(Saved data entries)
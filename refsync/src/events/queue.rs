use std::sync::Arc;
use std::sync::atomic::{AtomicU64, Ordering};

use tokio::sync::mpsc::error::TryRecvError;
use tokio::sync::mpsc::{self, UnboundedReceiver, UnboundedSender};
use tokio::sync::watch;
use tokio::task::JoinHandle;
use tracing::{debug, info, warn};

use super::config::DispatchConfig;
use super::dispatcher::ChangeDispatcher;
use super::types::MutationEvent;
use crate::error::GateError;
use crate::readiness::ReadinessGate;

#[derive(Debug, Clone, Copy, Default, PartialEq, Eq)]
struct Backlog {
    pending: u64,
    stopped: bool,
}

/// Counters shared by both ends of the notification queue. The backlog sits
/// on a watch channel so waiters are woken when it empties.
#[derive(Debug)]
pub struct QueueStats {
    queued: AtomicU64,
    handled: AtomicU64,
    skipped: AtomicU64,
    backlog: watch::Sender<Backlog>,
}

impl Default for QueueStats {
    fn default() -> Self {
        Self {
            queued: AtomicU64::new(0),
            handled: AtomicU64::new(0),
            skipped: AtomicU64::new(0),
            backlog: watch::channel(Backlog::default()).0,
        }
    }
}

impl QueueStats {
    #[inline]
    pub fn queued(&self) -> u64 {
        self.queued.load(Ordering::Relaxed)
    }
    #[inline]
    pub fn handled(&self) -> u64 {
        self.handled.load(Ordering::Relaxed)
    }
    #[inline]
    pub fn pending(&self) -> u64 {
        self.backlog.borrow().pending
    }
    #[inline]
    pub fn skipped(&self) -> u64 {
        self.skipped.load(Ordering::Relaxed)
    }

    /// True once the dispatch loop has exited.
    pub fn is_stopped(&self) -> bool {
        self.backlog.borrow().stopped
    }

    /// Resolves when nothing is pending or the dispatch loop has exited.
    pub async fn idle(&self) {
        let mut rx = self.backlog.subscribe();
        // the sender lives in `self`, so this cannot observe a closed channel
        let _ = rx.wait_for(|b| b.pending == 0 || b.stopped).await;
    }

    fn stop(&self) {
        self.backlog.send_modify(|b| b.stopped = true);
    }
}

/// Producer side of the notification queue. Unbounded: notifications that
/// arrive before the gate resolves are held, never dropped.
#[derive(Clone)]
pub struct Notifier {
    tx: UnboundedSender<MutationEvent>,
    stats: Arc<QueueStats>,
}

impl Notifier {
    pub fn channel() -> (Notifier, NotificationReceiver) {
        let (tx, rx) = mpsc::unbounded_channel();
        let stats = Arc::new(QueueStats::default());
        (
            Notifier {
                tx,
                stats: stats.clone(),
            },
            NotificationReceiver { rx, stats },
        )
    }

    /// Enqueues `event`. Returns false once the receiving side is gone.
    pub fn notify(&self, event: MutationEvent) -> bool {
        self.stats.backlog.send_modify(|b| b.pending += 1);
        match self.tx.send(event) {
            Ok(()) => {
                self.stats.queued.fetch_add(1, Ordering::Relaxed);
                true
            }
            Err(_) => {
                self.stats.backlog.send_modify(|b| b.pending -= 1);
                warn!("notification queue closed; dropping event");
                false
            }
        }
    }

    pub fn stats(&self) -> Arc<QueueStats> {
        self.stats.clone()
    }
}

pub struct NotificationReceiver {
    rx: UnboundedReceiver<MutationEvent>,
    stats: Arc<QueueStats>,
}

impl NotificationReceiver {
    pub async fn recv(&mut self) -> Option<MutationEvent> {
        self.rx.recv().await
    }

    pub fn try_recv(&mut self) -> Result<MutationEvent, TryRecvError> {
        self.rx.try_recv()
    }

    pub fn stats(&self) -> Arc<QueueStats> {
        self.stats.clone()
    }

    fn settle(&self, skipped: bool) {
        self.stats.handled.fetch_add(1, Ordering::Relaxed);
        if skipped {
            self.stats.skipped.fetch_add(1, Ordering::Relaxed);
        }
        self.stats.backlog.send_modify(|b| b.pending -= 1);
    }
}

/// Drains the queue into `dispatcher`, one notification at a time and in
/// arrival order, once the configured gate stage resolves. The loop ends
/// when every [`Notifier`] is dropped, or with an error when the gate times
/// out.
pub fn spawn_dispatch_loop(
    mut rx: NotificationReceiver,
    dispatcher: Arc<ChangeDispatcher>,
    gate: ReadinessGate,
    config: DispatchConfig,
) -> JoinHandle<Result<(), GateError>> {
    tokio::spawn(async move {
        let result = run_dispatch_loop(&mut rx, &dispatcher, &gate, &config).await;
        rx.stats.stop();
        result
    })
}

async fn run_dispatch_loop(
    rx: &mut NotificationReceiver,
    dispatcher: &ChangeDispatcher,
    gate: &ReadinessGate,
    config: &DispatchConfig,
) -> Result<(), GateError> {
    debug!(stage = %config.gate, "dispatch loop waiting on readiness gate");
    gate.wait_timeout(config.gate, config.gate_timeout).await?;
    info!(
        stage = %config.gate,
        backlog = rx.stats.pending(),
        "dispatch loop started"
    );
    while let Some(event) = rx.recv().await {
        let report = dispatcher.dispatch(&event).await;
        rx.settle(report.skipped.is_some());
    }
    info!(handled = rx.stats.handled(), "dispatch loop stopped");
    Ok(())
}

#### WHAT YOU NEED TO DO:
Which lines above include the word "ReadinessGate"? Pick them out and copy them.

#### SOLUTION FOR THIS EXERCISE:
use crate::readiness::ReadinessGate;
    gate: ReadinessGate,
    gate: &ReadinessGate,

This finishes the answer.